* [Task instructions] Show each line from the records below in which the word "join" occurs.

* [Listed entries]
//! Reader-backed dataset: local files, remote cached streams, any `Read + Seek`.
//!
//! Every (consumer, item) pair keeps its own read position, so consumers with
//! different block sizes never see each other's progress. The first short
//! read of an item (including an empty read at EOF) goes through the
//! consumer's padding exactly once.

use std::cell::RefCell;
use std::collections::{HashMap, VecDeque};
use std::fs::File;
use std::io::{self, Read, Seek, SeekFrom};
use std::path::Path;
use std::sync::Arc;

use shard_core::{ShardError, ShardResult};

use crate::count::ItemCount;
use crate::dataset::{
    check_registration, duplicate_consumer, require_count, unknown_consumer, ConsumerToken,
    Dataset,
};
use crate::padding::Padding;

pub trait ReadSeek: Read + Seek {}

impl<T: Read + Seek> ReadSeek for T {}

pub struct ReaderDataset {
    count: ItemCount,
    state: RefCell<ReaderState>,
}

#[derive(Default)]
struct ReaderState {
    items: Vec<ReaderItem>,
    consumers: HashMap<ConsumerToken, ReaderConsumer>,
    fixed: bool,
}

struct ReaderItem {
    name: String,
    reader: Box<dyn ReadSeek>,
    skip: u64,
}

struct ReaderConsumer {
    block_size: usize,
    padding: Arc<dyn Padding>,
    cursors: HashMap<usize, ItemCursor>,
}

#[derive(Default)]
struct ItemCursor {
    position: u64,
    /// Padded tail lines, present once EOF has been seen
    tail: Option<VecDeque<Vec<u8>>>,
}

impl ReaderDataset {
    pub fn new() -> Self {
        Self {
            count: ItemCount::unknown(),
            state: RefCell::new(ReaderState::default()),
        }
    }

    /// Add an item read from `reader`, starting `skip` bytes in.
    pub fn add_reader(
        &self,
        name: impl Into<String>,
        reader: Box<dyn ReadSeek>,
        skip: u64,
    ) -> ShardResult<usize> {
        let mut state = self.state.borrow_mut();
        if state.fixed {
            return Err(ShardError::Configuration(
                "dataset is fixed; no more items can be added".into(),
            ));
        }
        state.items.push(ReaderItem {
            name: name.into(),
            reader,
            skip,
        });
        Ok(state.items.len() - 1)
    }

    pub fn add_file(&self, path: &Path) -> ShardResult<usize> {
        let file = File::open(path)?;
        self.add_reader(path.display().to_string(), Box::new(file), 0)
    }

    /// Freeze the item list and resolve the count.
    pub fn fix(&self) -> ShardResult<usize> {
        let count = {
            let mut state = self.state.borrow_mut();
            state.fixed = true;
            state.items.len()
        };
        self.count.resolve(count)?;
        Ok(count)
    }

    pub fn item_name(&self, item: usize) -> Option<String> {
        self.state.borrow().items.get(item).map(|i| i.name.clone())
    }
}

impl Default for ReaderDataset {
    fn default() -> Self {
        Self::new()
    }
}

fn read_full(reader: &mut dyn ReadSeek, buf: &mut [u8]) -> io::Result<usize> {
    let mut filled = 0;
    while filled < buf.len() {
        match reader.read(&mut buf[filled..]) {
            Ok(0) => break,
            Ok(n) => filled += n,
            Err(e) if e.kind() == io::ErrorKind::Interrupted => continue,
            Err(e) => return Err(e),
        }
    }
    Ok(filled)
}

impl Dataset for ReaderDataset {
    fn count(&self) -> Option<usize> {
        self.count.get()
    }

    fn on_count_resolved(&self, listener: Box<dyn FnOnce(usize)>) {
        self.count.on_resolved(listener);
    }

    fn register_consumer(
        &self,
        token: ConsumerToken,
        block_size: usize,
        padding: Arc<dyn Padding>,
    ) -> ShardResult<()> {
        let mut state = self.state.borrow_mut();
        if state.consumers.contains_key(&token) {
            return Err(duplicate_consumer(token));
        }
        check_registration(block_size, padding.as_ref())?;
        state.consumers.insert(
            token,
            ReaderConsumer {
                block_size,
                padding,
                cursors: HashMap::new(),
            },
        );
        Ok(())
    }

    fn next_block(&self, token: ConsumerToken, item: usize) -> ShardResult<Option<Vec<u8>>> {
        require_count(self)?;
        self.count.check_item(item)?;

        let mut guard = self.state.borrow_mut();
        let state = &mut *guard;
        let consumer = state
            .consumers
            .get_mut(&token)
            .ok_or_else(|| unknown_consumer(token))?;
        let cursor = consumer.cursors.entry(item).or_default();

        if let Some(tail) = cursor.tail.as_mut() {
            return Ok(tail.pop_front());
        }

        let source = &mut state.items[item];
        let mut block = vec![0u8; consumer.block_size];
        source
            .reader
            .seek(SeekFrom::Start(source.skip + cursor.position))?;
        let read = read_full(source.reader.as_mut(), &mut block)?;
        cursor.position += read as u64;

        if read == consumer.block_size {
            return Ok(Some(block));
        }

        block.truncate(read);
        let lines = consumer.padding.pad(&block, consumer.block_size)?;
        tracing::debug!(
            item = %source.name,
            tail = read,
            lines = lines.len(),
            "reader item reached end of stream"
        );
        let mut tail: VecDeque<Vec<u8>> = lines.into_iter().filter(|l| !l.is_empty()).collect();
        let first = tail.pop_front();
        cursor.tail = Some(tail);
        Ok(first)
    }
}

...

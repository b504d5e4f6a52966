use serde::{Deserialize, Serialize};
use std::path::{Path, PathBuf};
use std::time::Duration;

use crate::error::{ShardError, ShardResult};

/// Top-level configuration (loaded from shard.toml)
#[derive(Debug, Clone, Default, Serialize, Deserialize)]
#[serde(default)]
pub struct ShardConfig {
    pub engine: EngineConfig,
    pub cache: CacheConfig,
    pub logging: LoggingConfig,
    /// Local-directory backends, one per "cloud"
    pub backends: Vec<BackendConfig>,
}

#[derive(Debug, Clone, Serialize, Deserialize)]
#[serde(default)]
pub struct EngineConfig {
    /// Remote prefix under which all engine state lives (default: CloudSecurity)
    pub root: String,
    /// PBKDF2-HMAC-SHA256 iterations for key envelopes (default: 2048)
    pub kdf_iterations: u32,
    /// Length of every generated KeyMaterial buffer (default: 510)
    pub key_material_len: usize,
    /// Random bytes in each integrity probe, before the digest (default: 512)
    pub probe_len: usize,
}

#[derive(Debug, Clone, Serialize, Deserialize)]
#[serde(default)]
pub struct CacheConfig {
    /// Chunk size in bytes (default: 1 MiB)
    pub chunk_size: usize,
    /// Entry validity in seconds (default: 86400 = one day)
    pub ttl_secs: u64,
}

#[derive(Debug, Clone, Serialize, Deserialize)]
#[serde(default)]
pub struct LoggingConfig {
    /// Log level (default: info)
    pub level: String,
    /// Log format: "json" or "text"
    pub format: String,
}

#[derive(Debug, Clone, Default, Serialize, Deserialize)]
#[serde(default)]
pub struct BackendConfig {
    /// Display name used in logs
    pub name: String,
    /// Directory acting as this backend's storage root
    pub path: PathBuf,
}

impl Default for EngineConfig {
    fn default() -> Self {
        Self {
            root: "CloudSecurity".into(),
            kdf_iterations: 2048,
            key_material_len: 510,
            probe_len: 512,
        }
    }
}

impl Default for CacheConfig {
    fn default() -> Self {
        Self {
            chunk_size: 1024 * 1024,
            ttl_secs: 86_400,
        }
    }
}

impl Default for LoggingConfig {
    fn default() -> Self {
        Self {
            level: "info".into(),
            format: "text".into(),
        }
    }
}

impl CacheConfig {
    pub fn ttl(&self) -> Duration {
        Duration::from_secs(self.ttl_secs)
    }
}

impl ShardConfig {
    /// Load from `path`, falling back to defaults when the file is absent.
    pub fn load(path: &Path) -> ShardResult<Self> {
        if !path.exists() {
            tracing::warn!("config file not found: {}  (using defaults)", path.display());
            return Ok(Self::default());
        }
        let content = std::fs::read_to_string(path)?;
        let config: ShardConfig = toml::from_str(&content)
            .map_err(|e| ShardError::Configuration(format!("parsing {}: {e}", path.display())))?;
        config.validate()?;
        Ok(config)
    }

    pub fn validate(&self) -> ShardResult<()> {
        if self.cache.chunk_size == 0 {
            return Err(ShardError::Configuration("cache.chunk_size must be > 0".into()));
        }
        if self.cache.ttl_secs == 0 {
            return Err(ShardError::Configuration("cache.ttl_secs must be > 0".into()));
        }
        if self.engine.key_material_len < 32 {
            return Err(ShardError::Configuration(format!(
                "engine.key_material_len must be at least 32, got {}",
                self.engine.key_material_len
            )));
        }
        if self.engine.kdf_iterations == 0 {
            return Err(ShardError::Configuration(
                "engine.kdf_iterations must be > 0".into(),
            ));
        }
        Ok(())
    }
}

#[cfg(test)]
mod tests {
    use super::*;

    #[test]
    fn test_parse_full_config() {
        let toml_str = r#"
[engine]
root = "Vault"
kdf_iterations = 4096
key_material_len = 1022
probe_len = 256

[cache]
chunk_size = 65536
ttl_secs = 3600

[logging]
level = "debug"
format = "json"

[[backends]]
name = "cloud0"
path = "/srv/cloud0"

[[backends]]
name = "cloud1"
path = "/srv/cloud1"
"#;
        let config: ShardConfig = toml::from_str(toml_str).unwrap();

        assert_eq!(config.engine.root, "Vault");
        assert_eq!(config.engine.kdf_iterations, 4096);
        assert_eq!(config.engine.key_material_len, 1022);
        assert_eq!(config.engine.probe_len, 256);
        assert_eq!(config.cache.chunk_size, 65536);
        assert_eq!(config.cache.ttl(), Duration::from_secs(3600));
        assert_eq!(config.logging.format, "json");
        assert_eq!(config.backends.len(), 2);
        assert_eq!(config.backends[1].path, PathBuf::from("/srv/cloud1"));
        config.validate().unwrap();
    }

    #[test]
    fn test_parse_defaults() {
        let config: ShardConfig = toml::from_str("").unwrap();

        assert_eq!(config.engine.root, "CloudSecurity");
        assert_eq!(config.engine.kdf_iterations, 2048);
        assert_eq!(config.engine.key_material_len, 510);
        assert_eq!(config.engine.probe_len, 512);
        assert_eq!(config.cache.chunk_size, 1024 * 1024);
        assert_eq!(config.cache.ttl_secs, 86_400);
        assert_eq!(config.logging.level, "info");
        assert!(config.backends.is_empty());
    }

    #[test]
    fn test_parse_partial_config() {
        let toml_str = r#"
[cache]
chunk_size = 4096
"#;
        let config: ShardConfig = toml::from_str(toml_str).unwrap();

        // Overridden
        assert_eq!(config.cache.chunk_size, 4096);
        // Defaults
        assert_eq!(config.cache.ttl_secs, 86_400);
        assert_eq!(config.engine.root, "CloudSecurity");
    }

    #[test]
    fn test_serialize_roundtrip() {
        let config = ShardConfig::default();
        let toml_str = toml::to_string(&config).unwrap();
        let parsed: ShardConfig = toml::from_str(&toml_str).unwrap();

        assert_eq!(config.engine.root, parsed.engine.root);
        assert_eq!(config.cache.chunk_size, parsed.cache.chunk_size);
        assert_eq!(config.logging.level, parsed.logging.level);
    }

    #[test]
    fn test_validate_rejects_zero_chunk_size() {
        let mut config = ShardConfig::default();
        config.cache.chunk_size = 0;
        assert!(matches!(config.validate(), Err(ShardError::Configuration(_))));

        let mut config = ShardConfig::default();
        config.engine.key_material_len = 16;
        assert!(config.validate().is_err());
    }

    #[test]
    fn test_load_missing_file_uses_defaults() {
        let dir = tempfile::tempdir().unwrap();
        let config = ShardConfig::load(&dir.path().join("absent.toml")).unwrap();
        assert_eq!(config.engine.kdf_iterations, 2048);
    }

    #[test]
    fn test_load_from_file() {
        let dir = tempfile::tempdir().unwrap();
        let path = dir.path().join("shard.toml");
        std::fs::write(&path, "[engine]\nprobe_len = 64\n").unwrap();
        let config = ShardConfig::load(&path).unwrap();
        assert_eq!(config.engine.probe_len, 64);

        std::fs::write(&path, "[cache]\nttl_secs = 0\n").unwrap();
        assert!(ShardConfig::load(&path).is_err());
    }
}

* [Solution]
        let config = ShardConfig::load(&dir.path().join("absent.toml")).unwrap();
        let path = dir.path().join("shard.toml");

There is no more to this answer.